For the entries below, the result should be an exact transcription of the lines from the one with "only valid for" up to and including the one with "Cached module for", and only those.

------------------------------------------------

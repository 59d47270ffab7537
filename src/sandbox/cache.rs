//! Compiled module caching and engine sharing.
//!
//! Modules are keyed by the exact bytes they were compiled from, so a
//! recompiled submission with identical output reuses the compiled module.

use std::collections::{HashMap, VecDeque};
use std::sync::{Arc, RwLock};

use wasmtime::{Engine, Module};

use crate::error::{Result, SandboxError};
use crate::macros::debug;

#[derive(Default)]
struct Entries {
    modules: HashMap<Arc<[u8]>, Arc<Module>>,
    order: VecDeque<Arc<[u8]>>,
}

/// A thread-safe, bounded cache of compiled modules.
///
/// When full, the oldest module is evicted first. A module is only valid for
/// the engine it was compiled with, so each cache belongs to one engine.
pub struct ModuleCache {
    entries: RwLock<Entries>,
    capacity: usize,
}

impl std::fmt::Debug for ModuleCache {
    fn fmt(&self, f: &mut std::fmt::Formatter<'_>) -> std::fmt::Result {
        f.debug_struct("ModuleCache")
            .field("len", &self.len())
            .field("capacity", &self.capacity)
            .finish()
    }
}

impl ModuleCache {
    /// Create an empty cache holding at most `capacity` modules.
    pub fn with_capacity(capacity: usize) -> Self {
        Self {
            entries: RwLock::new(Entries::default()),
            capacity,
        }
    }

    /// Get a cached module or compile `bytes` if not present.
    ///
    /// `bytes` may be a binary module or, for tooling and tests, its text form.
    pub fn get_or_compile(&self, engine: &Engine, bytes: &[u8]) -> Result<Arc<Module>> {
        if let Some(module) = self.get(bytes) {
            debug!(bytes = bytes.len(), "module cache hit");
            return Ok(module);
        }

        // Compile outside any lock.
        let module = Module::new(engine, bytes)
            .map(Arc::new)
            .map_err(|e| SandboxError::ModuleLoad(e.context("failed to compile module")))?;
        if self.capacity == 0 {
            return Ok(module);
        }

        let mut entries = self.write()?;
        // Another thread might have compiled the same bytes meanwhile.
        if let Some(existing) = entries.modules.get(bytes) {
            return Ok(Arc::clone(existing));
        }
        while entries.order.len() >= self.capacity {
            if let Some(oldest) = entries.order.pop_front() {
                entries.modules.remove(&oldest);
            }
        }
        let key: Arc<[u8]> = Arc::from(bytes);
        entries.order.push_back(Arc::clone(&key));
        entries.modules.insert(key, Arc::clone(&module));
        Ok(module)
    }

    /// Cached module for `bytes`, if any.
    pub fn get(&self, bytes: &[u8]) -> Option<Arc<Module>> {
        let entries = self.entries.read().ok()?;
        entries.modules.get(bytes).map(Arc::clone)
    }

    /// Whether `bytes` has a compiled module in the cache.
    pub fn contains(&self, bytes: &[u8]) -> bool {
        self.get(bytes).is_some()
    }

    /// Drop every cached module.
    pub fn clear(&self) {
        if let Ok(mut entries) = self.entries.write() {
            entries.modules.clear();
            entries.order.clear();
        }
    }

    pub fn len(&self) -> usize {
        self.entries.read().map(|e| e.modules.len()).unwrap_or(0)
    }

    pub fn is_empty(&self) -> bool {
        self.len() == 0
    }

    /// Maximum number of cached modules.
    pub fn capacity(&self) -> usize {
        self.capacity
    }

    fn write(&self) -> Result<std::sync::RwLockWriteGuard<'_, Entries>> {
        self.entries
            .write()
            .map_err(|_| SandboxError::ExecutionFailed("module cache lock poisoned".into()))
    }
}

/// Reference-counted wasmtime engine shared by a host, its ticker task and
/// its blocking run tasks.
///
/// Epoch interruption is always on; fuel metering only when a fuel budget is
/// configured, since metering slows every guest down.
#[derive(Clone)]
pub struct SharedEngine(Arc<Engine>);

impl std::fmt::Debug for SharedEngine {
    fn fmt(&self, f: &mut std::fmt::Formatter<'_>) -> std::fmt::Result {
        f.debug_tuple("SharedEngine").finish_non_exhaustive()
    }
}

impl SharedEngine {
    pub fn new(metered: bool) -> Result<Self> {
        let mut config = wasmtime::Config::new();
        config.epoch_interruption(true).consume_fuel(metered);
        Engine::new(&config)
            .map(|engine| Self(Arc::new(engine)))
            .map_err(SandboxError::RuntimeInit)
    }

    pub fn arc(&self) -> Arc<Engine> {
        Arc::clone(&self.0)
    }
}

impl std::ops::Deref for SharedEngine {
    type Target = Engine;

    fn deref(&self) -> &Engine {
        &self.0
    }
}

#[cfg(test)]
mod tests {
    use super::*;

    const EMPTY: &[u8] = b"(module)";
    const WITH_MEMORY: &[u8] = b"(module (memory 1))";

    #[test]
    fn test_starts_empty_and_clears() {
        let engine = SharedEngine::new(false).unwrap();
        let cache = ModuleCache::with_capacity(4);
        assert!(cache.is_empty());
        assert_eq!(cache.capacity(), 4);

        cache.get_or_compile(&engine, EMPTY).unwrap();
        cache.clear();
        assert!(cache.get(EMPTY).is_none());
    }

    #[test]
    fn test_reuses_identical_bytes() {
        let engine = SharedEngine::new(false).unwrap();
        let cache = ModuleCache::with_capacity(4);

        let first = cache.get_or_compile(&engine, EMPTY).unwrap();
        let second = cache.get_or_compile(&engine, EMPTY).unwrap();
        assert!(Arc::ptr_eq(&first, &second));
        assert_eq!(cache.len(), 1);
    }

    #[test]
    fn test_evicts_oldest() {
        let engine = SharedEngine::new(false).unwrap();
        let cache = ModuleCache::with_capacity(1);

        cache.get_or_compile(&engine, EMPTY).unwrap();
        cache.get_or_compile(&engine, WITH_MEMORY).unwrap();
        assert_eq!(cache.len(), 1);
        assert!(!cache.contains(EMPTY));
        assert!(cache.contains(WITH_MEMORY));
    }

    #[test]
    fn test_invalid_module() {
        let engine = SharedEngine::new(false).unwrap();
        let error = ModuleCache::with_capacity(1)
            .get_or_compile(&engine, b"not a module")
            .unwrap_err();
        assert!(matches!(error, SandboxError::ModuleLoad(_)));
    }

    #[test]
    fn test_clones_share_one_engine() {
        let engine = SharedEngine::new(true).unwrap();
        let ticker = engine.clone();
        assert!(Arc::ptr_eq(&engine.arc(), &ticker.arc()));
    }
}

------------------------------------------------

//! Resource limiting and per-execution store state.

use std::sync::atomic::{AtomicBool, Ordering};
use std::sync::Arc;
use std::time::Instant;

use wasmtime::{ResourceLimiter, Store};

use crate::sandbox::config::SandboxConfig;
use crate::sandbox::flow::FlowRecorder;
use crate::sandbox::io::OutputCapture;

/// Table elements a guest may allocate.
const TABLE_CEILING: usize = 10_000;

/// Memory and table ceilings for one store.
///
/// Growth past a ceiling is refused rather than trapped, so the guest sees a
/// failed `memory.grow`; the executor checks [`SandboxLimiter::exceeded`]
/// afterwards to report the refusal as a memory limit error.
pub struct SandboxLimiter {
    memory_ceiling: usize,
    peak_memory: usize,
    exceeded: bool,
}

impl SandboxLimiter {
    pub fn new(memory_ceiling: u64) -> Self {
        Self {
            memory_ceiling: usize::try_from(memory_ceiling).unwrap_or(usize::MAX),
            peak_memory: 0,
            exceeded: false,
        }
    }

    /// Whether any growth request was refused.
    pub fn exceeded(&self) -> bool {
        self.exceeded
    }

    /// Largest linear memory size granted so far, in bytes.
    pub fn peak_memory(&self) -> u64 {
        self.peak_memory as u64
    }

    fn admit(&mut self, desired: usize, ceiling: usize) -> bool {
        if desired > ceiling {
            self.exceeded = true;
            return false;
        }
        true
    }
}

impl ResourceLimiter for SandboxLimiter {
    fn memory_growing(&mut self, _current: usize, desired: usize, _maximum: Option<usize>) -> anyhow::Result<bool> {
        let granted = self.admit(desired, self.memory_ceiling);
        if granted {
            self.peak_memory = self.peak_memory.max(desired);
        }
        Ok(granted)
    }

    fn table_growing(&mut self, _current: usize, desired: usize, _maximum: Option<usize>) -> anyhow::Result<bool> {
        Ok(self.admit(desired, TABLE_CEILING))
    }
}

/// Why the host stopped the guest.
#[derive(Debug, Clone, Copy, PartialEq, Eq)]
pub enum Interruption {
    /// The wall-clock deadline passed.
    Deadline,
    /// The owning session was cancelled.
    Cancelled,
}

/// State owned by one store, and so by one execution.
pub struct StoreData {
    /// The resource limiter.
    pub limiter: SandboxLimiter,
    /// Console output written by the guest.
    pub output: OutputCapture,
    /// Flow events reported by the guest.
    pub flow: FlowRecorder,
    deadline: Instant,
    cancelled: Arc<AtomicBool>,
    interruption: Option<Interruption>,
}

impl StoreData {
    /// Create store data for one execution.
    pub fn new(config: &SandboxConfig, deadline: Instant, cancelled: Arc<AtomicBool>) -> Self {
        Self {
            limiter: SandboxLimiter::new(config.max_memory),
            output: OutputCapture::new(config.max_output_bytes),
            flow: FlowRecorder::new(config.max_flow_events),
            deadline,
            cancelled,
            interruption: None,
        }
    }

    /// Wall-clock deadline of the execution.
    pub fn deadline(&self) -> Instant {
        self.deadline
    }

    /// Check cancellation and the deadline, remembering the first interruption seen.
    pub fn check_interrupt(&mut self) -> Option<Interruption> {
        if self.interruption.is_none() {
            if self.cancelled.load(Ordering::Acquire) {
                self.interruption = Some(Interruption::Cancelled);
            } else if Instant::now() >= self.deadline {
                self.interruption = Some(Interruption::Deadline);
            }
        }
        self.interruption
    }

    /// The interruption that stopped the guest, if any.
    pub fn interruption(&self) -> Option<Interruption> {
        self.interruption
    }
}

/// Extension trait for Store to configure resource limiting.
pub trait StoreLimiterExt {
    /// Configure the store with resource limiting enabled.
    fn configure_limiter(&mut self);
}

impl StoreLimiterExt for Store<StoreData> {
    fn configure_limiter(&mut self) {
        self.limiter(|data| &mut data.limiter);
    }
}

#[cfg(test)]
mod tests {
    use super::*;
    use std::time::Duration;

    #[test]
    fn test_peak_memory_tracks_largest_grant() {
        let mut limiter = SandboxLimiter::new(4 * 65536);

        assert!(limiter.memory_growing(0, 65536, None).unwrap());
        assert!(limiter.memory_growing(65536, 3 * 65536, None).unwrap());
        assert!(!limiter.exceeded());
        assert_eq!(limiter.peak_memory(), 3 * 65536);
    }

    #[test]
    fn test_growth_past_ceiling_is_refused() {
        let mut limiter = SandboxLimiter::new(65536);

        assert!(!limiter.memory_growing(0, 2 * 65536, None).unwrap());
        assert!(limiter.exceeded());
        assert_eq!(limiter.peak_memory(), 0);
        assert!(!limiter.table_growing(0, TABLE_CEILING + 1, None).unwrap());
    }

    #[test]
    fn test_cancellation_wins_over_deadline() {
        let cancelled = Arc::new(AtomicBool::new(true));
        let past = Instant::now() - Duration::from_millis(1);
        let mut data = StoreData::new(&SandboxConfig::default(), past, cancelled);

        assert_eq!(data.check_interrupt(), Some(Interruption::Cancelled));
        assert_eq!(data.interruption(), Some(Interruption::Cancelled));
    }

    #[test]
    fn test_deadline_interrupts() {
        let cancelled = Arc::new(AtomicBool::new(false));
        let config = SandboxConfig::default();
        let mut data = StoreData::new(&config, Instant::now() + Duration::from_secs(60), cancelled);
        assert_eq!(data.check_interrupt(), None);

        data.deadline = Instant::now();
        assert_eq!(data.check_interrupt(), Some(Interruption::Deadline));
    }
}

------------------------------------------------

Response to the task:
/// When full, the oldest module is evicted first. A module is only valid for
/// the engine it was compiled with, so each cache belongs to one engine.
pub struct ModuleCache {
    entries: RwLock<Entries>,
    capacity: usize,
}

impl std::fmt::Debug for ModuleCache {
    fn fmt(&self, f: &mut std::fmt::Formatter<'_>) -> std::fmt::Result {
        f.debug_struct("ModuleCache")
            .field("len", &self.len())
            .field("capacity", &self.capacity)
            .finish()
    }
}

impl ModuleCache {
    /// Create an empty cache holding at most `capacity` modules.
    pub fn with_capacity(capacity: usize) -> Self {
        Self {
            entries: RwLock::new(Entries::default()),
            capacity,
        }
    }

    /// Get a cached module or compile `bytes` if not present.
    ///
    /// `bytes` may be a binary module or, for tooling and tests, its text form.
    pub fn get_or_compile(&self, engine: &Engine, bytes: &[u8]) -> Result<Arc<Module>> {
        if let Some(module) = self.get(bytes) {
            debug!(bytes = bytes.len(), "module cache hit");
            return Ok(module);
        }

        // Compile outside any lock.
        let module = Module::new(engine, bytes)
            .map(Arc::new)
            .map_err(|e| SandboxError::ModuleLoad(e.context("failed to compile module")))?;
        if self.capacity == 0 {
            return Ok(module);
        }

        let mut entries = self.write()?;
        // Another thread might have compiled the same bytes meanwhile.
        if let Some(existing) = entries.modules.get(bytes) {
            return Ok(Arc::clone(existing));
        }
        while entries.order.len() >= self.capacity {
            if let Some(oldest) = entries.order.pop_front() {
                entries.modules.remove(&oldest);
            }
        }
        let key: Arc<[u8]> = Arc::from(bytes);
        entries.order.push_back(Arc::clone(&key));
        entries.modules.insert(key, Arc::clone(&module));
        Ok(module)
    }

    /// Cached module for `bytes`, if any.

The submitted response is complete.